++++ THE RECORDS ++++

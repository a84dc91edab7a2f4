//! 文章实体

use sea_orm::entity::prelude::*;

#[derive(Clone, Debug, PartialEq, Eq, DeriveEntityModel)]
#[sea_orm(table_name = "posts")]
pub struct Model {
    #[sea_orm(primary_key)]
    pub id: i64,
    pub title: String,
    #[sea_orm(unique)]
    pub slug: String,
    pub excerpt: Option<String>,
    pub content: String,
    pub status: String,
    pub author_id: Option<i64>,
    pub published_at: Option<i64>,
    pub created_at: i64,
    pub updated_at: i64,
}

#[derive(Copy, Clone, Debug, EnumIter, DeriveRelation)]
pub enum Relation {
    #[sea_orm(
        belongs_to = "super::users::Entity",
        from = "Column::AuthorId",
        to = "super::users::Column::Id"
    )]
    Author,
    #[sea_orm(has_many = "super::post_categories::Entity")]
    Categories,
    #[sea_orm(has_many = "super::post_tags::Entity")]
    Tags,
}

impl Related<super::users::Entity> for Entity {
    fn to() -> RelationDef {
        Relation::Author.def()
    }
}

impl Related<super::post_categories::Entity> for Entity {
    fn to() -> RelationDef {
        Relation::Categories.def()
    }
}

impl Related<super::post_tags::Entity> for Entity {
    fn to() -> RelationDef {
        Relation::Tags.def()
    }
}

impl ActiveModelBehavior for ActiveModel {}

impl Model {
    pub fn into_post(
        self,
        categories: Vec<String>,
        tags: Vec<String>,
    ) -> crate::models::posts::entities::Post {
        use crate::models::posts::entities::{Post, PostStatus};

        Post {
            id: self.id,
            title: self.title,
            slug: self.slug,
            excerpt: self.excerpt,
            content: self.content,
            status: self.status.parse::<PostStatus>().unwrap_or(PostStatus::Draft),
            author_id: self.author_id,
            published_at: self.published_at.map(super::ts_to_datetime),
            categories,
            tags,
            created_at: super::ts_to_datetime(self.created_at),
            updated_at: super::ts_to_datetime(self.updated_at),
        }
    }
}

++++

__PROBLEM REQUIREMENTS__
Write each line of the data above out again without altering a word.

__PROBLEM SOLUTION__
repository a84dc91edab7a2f4
//! 文章实体

use sea_orm::entity::prelude::*;

#[derive(Clone, Debug, PartialEq, Eq, DeriveEntityModel)]
#[sea_orm(table_name = "posts")]
pub struct Model {
    #[sea_orm(primary_key)]
    pub id: i64,
    pub title: String,
    #[sea_orm(unique)]
    pub slug: String,
    pub excerpt: Option<String>,
    pub content: String,
    pub status: String,
    pub author_id: Option<i64>,
    pub published_at: Option<i64>,
    pub created_at: i64,
    pub updated_at: i64,
}

#[derive(Copy, Clone, Debug, EnumIter, DeriveRelation)]
pub enum Relation {
    #[sea_orm(
        belongs_to = "super::users::Entity",
        from = "Column::AuthorId",
        to = "super::users::Column::Id"
    )]
    Author,
    #[sea_orm(has_many = "super::post_categories::Entity")]
    Categories,
    #[sea_orm(has_many = "super::post_tags::Entity")]
    Tags,
}

impl Related<super::users::Entity> for Entity {
    fn to() -> RelationDef {
        Relation::Author.def()
    }
}

impl Related<super::post_categories::Entity> for Entity {
    fn to() -> RelationDef {
        Relation::Categories.def()
    }
}

impl Related<super::post_tags::Entity> for Entity {
    fn to() -> RelationDef {
        Relation::Tags.def()
    }
}

impl ActiveModelBehavior for ActiveModel {}

impl Model {
    pub fn into_post(
        self,
        categories: Vec<String>,
        tags: Vec<String>,
    ) -> crate::models::posts::entities::Post {
        use crate::models::posts::entities::{Post, PostStatus};

        Post {
            id: self.id,
            title: self.title,
            slug: self.slug,
            excerpt: self.excerpt,
            content: self.content,
            status: self.status.parse::<PostStatus>().unwrap_or(PostStatus::Draft),
            author_id: self.author_id,
            published_at: self.published_at.map(super::ts_to_datetime),
            categories,
            tags,
            created_at: super::ts_to_datetime(self.created_at),
            updated_at: super::ts_to_datetime(self.updated_at),
        }
    }
}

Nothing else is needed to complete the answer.